Lines in the listing below containing the string "bool" are to be identified and copied.

◇ ◇ ◇ ◇ ◇

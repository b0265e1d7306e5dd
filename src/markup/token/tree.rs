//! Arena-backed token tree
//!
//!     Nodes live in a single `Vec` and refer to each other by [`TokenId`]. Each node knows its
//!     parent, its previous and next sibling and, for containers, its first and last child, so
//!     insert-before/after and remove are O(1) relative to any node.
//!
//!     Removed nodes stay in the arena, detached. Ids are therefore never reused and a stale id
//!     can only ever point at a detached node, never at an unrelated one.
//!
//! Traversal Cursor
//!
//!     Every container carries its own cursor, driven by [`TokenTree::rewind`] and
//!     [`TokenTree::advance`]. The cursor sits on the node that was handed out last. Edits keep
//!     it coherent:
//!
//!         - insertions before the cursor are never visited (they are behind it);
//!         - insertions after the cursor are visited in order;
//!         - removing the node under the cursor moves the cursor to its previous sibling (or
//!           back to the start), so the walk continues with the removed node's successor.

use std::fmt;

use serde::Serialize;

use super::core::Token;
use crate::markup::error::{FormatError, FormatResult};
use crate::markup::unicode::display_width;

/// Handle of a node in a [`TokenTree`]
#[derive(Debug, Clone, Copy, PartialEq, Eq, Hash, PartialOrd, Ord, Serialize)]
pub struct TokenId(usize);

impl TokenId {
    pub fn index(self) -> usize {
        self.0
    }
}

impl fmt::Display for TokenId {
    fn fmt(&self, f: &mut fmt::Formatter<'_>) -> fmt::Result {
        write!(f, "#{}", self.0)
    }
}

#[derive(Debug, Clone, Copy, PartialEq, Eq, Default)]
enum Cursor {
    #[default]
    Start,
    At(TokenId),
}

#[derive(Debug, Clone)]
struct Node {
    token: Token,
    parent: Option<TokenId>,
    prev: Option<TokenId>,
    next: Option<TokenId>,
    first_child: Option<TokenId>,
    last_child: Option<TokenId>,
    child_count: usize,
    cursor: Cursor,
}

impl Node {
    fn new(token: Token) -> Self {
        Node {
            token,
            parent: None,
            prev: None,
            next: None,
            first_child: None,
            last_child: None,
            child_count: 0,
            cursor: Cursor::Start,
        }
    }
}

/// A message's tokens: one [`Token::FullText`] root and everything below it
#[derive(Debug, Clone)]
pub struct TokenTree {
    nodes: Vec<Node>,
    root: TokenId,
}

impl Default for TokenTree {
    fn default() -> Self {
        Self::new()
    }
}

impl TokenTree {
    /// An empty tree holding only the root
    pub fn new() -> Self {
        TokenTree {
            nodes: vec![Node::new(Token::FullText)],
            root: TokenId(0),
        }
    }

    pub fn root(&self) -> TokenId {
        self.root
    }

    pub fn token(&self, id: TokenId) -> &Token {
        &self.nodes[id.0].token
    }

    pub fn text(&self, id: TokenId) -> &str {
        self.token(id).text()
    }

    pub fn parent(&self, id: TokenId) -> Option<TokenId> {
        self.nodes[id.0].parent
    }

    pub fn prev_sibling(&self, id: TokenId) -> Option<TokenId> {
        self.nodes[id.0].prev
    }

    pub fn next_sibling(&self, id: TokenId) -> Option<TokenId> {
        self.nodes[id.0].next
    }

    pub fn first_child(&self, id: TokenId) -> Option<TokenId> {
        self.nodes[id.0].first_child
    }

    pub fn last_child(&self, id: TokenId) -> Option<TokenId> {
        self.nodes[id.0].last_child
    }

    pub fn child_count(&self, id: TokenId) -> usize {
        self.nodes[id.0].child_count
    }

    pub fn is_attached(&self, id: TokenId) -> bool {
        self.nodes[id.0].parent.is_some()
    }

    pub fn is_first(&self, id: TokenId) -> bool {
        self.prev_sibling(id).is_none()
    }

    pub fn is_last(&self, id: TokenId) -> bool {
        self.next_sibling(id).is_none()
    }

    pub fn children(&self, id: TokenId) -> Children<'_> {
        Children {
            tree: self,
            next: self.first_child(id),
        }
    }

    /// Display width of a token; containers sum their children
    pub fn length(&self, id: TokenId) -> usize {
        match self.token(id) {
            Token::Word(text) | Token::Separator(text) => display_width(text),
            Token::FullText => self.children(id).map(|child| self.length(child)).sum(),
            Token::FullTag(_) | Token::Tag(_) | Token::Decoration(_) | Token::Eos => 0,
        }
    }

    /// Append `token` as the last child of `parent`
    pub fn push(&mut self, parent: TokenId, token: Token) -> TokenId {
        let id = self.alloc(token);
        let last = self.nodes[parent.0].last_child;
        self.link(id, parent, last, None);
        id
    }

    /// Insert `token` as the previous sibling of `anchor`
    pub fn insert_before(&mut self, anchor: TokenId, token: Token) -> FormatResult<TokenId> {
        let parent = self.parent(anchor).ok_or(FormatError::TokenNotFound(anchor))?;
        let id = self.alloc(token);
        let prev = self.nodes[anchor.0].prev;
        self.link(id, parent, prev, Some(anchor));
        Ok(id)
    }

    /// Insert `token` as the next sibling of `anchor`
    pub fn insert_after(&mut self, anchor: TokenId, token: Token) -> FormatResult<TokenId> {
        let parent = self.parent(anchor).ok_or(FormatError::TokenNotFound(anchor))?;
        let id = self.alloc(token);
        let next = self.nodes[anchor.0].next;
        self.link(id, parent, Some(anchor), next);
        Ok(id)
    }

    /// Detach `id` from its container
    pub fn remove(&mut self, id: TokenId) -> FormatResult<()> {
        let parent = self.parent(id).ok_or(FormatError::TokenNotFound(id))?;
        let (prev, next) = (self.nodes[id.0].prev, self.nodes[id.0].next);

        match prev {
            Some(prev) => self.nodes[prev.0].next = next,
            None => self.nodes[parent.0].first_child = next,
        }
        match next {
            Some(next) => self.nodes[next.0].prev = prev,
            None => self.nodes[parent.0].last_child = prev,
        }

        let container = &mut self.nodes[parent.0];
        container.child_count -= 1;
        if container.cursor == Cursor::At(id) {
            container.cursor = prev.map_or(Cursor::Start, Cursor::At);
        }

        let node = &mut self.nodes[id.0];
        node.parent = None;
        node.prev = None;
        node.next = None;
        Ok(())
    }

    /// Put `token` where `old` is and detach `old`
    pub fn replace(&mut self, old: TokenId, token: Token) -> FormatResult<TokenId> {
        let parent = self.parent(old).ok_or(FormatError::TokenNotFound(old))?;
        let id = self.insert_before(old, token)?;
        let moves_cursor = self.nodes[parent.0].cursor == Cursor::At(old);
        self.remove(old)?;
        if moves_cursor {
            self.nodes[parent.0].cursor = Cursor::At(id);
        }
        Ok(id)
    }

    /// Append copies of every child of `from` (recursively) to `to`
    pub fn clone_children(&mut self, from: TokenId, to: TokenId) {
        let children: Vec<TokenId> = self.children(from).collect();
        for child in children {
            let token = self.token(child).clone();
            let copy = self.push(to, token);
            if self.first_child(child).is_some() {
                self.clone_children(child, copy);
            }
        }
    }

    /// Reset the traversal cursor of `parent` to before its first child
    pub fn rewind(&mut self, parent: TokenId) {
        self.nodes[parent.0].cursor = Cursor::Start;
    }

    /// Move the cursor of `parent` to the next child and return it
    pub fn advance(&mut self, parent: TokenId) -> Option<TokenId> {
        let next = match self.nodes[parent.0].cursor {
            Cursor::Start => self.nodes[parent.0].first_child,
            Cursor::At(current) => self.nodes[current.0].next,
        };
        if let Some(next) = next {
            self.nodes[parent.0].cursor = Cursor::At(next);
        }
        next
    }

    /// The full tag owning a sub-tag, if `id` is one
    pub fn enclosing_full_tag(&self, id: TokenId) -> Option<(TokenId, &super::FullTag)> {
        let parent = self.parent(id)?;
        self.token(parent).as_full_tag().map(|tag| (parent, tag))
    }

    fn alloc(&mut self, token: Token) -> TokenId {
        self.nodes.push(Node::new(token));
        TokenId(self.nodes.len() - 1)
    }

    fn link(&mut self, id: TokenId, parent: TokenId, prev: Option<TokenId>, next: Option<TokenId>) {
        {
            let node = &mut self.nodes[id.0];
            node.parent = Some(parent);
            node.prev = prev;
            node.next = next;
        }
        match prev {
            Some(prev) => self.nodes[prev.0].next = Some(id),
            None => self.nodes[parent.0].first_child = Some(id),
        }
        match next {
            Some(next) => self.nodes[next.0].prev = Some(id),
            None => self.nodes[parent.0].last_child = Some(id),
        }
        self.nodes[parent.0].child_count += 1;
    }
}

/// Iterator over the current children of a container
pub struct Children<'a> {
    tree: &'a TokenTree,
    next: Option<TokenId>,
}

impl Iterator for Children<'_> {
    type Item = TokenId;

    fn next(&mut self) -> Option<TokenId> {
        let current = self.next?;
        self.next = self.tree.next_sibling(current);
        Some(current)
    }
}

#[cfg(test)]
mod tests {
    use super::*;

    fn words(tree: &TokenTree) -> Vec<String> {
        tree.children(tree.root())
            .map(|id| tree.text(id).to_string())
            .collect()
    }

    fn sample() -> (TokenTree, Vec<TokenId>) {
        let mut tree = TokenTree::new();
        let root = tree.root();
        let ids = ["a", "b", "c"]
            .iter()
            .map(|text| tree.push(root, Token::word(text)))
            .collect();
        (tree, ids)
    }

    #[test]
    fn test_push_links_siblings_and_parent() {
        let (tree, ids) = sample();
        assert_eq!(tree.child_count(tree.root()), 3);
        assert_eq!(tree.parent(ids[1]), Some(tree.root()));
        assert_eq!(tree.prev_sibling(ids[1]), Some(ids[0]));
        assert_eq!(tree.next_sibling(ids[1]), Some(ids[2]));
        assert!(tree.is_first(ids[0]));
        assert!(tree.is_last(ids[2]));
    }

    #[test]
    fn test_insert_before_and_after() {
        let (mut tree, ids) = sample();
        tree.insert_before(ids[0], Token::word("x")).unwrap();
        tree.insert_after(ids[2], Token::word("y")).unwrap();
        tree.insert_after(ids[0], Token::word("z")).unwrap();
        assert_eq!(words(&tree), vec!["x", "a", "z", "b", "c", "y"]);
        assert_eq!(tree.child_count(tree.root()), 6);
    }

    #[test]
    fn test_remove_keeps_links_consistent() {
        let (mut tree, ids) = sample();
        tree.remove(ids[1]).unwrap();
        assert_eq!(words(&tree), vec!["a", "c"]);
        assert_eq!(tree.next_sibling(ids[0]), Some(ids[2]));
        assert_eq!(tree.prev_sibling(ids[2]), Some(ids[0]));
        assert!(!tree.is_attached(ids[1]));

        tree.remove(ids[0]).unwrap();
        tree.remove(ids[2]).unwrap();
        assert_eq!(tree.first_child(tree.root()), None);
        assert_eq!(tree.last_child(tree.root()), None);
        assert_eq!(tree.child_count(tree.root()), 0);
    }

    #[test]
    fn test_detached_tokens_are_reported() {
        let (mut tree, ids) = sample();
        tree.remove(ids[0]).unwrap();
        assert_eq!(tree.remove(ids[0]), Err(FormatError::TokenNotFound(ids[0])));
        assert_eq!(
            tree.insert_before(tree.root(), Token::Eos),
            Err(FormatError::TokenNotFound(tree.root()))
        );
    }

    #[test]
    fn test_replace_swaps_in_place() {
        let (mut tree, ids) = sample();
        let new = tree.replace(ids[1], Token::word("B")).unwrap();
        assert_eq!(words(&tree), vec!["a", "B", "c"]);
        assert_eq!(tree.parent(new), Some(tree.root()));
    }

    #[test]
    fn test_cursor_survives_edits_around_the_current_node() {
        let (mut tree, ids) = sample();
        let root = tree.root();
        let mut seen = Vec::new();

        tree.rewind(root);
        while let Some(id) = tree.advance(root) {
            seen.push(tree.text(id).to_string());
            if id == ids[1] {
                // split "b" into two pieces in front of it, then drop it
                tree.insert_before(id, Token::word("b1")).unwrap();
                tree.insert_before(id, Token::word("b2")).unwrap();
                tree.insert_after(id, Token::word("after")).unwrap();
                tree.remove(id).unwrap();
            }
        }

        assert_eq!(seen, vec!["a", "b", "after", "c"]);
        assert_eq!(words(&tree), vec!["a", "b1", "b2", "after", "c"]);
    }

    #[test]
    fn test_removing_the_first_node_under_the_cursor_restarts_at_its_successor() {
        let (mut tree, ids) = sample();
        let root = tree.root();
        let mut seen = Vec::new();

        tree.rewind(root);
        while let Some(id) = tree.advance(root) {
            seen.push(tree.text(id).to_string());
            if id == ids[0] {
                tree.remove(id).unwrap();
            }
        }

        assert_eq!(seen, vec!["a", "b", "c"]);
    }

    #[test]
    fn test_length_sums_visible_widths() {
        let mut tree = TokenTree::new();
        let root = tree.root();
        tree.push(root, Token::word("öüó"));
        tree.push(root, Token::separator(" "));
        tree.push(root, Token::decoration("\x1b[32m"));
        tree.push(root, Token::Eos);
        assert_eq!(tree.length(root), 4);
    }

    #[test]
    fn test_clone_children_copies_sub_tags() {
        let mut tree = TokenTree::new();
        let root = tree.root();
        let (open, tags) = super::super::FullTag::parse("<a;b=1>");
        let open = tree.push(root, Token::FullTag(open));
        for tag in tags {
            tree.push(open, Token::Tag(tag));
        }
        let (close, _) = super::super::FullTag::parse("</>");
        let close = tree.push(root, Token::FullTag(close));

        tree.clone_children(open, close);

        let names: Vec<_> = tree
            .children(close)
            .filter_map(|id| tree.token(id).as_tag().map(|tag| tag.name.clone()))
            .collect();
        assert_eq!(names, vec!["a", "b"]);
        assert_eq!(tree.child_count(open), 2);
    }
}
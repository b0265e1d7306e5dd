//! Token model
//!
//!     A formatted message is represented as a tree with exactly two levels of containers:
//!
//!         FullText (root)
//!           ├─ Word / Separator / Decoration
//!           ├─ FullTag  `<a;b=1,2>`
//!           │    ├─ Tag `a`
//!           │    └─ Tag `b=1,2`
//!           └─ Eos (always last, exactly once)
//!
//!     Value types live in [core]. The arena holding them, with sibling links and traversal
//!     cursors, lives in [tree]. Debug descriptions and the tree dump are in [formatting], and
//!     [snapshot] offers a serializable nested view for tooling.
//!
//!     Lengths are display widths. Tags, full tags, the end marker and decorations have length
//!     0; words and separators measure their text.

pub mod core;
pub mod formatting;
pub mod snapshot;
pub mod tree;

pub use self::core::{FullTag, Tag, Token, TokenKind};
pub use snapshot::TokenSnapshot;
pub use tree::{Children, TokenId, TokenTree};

◇ ◇ ◇ ◇ ◇

• **EXERCISE ANSWER**
    pub fn is_attached(&self, id: TokenId) -> bool {
    pub fn is_first(&self, id: TokenId) -> bool {
    pub fn is_last(&self, id: TokenId) -> bool {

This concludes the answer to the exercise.